==== EXERCISE MATERIAL
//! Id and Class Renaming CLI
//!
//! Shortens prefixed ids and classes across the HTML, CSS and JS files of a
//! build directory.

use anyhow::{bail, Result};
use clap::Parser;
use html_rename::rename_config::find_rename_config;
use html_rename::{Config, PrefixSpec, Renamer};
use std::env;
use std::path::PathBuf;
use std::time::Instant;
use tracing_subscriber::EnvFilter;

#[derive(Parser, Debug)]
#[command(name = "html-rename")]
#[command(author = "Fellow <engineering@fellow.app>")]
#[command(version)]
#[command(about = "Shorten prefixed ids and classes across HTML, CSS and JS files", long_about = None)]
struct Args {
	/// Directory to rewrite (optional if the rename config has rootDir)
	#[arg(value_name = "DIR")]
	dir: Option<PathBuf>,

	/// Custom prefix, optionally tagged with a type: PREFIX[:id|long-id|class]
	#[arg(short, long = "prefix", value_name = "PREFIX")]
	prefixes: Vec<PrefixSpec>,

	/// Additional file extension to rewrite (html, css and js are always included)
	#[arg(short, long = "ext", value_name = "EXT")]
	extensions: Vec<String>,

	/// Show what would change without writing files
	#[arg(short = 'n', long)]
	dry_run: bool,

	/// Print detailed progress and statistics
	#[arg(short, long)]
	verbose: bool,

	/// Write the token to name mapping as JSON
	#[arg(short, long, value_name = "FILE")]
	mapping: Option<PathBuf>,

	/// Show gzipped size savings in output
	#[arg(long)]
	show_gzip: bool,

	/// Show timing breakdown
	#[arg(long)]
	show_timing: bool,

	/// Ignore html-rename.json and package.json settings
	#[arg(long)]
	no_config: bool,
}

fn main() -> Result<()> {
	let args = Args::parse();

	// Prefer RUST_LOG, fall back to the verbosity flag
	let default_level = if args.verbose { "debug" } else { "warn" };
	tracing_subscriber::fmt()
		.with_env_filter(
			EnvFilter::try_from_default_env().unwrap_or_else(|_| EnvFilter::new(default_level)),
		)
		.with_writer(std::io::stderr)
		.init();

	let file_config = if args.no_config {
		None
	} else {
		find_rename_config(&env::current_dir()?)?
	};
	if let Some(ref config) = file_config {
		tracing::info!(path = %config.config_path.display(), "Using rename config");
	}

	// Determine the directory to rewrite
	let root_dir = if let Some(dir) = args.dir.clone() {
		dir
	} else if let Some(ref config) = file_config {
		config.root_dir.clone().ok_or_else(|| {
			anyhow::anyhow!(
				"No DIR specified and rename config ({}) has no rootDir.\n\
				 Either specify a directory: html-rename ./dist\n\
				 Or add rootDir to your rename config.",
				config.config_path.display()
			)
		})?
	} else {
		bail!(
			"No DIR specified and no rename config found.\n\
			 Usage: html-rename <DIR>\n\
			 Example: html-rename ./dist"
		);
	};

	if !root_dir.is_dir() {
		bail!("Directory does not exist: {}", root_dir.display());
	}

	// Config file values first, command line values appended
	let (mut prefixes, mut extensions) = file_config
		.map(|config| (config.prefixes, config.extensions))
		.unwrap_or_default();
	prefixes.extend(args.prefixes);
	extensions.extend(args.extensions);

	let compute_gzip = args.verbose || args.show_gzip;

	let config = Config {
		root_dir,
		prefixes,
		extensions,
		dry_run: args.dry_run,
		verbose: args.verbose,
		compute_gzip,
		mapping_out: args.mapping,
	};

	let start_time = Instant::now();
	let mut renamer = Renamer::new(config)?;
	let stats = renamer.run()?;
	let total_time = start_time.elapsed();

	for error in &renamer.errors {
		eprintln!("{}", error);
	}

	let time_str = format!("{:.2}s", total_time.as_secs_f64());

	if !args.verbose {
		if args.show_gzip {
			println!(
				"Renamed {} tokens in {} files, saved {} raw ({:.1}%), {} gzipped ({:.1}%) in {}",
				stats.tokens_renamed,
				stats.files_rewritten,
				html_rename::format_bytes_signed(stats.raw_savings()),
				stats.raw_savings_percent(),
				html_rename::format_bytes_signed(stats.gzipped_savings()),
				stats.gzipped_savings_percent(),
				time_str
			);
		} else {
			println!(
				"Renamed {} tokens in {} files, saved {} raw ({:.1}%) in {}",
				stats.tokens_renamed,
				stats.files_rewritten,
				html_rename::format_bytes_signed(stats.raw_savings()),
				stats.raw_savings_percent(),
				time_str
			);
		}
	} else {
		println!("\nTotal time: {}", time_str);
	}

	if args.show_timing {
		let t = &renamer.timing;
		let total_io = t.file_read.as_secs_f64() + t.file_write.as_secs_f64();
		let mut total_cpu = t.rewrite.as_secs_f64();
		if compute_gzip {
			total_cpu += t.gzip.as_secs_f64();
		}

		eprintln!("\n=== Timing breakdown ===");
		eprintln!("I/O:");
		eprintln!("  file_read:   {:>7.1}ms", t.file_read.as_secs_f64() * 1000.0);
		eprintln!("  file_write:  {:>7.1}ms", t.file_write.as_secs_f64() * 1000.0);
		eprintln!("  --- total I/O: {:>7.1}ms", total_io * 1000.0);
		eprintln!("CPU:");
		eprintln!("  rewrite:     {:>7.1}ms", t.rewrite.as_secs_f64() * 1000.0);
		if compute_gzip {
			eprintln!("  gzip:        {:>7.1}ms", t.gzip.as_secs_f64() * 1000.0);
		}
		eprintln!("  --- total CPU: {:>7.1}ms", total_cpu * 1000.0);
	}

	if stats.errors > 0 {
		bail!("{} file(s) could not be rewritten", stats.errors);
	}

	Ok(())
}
========
==== EXERCISE MATERIAL
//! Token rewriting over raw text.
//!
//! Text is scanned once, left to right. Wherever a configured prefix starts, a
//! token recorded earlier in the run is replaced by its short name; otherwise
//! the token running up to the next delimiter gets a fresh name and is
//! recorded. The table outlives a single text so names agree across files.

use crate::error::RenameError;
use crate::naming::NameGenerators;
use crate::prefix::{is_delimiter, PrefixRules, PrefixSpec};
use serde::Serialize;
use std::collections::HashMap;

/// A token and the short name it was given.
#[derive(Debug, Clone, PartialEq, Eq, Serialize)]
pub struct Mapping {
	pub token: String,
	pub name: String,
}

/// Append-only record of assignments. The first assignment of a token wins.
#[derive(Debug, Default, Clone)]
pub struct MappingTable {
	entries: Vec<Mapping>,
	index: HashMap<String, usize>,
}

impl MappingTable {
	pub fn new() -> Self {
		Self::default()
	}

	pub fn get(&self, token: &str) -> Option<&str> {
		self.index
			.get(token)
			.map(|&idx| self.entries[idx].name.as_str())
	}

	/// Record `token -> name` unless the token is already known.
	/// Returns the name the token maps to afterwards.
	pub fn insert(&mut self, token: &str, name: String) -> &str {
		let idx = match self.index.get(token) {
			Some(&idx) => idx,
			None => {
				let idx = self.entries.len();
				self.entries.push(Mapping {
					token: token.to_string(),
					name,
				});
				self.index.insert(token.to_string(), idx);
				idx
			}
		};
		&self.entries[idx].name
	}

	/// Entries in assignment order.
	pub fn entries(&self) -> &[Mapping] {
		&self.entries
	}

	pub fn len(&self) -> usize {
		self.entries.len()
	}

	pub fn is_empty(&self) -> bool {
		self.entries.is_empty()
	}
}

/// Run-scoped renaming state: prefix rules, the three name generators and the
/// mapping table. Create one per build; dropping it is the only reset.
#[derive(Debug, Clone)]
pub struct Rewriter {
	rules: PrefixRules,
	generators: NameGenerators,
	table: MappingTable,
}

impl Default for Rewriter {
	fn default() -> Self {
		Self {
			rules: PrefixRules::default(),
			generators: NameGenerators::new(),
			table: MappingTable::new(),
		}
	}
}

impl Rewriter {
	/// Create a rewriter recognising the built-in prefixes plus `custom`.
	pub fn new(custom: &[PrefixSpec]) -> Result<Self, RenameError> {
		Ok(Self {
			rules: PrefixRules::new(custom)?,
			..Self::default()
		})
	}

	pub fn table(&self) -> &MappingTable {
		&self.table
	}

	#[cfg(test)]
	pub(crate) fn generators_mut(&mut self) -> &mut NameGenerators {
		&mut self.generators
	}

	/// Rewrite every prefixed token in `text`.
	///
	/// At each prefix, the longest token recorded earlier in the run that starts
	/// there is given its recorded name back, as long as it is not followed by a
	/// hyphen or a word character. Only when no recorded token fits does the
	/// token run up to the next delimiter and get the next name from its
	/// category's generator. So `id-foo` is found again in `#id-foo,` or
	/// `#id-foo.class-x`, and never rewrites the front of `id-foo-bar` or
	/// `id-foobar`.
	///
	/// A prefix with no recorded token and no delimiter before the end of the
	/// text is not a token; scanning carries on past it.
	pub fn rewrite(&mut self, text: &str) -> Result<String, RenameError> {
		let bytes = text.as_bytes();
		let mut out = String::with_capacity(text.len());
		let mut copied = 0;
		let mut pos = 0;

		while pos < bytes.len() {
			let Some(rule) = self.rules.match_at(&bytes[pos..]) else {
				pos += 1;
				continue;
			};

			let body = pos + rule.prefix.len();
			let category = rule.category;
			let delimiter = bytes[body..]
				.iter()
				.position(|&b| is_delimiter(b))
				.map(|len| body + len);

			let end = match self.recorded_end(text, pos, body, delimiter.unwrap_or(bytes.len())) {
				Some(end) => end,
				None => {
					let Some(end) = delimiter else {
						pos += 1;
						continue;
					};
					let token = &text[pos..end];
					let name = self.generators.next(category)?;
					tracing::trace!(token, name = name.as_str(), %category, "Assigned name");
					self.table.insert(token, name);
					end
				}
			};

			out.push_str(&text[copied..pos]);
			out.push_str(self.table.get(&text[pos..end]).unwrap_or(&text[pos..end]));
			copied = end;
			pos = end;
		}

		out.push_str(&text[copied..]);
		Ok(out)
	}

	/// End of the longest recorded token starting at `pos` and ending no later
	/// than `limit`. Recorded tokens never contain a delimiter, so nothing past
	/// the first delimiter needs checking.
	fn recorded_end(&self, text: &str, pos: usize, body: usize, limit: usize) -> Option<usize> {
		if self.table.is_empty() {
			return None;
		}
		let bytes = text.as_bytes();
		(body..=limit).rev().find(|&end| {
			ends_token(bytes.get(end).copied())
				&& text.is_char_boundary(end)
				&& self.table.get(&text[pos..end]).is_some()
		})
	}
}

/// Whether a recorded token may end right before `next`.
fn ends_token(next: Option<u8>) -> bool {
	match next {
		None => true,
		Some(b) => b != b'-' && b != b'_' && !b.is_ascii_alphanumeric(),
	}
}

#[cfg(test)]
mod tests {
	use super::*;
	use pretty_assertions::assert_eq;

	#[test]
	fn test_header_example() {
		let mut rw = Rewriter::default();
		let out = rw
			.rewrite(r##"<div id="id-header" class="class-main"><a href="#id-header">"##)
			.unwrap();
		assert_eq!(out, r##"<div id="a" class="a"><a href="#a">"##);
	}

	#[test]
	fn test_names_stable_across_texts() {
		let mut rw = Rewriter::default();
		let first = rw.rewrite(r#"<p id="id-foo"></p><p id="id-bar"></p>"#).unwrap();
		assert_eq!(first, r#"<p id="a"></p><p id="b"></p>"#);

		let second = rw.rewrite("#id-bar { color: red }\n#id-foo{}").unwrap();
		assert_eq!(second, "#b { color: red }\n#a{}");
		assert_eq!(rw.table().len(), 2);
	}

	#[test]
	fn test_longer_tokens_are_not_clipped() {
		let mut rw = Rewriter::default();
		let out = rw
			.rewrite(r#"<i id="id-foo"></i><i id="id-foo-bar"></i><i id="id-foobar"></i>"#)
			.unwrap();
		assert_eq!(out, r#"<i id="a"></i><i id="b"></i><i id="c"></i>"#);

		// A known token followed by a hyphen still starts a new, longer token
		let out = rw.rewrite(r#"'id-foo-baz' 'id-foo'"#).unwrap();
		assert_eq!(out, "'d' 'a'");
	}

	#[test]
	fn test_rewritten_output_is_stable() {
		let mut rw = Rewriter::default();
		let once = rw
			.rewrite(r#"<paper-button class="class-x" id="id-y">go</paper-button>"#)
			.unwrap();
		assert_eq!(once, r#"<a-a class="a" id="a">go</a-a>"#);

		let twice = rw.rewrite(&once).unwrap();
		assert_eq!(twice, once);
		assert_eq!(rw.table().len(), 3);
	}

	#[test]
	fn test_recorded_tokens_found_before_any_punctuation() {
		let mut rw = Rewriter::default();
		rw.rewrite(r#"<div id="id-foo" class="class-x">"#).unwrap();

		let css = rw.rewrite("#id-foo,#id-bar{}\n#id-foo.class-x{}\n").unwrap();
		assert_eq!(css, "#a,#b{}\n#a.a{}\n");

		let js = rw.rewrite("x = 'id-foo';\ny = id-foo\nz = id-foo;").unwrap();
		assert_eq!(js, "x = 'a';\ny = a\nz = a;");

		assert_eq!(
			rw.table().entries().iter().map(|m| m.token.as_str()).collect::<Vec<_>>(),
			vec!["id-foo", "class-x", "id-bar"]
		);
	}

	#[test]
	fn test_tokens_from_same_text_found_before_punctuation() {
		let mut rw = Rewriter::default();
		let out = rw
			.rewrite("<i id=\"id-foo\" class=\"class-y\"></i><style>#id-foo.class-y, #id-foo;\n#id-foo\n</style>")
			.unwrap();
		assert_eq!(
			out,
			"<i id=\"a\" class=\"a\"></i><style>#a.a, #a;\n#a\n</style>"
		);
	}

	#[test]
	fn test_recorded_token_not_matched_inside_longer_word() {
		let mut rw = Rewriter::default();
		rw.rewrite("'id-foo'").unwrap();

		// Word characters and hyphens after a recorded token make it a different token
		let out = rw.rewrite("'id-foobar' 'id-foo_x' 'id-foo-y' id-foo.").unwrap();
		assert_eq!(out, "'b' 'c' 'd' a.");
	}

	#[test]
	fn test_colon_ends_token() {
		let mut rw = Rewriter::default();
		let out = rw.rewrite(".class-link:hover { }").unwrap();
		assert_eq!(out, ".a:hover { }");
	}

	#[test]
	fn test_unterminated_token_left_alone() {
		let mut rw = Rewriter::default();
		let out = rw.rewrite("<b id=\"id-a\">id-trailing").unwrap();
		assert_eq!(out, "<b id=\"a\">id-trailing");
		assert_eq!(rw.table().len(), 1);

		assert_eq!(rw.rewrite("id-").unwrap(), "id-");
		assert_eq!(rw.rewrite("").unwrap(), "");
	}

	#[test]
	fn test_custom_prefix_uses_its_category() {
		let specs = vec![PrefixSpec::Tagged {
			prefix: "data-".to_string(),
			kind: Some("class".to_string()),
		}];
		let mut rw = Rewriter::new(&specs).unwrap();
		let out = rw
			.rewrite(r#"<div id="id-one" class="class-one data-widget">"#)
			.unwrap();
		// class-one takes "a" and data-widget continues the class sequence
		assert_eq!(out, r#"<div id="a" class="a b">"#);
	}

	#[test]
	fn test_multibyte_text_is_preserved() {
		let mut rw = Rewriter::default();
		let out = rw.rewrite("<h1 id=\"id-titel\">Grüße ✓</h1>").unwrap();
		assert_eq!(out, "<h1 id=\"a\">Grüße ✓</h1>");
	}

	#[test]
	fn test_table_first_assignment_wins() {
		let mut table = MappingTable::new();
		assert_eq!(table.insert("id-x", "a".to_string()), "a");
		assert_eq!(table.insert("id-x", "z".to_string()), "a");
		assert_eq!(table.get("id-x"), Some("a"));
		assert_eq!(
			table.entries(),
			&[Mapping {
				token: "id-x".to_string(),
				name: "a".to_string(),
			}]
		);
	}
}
========
==== EXERCISE MATERIAL
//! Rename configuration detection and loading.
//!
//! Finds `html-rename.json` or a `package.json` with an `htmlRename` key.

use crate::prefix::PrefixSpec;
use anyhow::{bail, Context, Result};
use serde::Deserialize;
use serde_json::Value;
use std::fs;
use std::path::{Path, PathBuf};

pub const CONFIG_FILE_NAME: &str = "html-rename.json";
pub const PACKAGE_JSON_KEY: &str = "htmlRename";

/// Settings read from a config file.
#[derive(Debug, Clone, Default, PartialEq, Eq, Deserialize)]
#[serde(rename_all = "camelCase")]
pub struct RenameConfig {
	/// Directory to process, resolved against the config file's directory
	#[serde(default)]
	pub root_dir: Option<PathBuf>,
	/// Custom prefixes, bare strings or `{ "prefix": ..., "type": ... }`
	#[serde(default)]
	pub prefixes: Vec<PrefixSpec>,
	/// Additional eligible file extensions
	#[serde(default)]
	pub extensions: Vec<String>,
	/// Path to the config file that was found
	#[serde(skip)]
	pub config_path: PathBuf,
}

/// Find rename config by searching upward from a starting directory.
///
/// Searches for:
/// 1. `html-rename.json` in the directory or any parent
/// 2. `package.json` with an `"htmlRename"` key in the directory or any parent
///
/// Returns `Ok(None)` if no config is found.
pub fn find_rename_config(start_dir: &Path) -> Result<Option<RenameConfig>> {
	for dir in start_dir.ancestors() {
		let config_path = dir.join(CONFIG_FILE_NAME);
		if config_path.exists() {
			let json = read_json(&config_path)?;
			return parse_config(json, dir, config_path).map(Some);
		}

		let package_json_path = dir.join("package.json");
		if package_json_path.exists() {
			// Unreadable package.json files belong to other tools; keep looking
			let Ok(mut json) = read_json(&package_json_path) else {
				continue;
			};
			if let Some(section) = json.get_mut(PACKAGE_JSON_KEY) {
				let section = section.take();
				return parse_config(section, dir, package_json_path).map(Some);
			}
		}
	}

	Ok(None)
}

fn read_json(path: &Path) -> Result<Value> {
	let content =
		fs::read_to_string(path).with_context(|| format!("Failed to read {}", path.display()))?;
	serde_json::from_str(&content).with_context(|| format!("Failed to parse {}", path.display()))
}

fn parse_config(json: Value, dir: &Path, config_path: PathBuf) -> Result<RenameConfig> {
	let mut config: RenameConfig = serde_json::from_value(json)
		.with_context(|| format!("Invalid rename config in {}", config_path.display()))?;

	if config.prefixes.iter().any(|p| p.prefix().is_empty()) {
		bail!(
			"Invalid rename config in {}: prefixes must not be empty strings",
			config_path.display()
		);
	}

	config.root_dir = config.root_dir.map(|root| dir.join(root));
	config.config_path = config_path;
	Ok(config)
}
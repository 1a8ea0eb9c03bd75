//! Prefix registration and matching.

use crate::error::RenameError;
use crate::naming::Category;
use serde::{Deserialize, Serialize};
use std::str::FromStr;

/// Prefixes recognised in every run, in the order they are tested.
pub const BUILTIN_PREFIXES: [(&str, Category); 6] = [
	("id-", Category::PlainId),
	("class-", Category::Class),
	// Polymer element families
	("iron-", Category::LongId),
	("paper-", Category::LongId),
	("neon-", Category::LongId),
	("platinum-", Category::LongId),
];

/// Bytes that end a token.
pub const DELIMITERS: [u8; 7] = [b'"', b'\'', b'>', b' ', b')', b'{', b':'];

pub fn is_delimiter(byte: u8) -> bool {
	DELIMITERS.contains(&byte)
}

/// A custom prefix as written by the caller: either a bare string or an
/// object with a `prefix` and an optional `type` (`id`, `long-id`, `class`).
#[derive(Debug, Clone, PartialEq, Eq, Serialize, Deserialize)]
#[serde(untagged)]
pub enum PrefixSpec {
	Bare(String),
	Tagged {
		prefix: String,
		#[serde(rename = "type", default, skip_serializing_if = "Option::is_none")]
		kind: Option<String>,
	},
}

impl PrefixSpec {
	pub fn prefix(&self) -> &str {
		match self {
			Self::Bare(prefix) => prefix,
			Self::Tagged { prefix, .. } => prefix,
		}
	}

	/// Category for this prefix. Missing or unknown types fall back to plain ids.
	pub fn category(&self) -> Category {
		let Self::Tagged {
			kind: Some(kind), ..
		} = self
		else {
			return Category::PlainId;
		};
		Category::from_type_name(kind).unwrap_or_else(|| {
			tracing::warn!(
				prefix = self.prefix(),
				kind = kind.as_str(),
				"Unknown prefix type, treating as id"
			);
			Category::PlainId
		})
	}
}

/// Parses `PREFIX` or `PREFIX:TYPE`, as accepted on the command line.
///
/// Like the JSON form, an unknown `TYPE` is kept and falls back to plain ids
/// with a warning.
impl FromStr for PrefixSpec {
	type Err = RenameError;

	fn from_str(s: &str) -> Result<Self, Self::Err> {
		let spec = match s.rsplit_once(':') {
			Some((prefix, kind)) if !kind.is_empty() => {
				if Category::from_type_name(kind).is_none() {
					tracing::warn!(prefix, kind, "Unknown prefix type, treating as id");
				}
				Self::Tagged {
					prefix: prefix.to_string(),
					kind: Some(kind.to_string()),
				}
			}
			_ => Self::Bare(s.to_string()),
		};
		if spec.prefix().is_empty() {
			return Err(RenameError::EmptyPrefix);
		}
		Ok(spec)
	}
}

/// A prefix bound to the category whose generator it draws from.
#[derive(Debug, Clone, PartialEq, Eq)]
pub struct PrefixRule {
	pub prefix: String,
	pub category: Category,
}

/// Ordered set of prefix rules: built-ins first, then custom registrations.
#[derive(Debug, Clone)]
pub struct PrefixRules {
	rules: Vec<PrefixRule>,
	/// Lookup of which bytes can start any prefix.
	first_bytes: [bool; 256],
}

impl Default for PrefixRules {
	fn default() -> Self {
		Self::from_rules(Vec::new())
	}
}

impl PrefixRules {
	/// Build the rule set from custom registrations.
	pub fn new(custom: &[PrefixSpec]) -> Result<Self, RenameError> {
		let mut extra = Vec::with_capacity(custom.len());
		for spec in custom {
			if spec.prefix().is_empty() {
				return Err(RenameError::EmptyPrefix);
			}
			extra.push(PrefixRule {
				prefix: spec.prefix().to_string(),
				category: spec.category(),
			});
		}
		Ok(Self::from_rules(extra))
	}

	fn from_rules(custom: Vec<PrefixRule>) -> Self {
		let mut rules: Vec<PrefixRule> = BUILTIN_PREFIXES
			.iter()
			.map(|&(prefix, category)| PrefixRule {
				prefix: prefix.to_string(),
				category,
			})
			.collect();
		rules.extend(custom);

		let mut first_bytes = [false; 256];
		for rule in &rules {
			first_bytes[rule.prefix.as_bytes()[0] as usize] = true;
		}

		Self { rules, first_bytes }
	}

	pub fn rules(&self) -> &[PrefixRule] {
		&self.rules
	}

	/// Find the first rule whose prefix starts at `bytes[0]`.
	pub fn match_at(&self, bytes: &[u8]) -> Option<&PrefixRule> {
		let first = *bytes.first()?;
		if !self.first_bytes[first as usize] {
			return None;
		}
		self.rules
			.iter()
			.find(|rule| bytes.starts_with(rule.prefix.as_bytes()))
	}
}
========
> _TASK_
Nothing but a number should be given: the count of lines in the data above with the word "PlainId".

> _YOUR SOLUTION_
3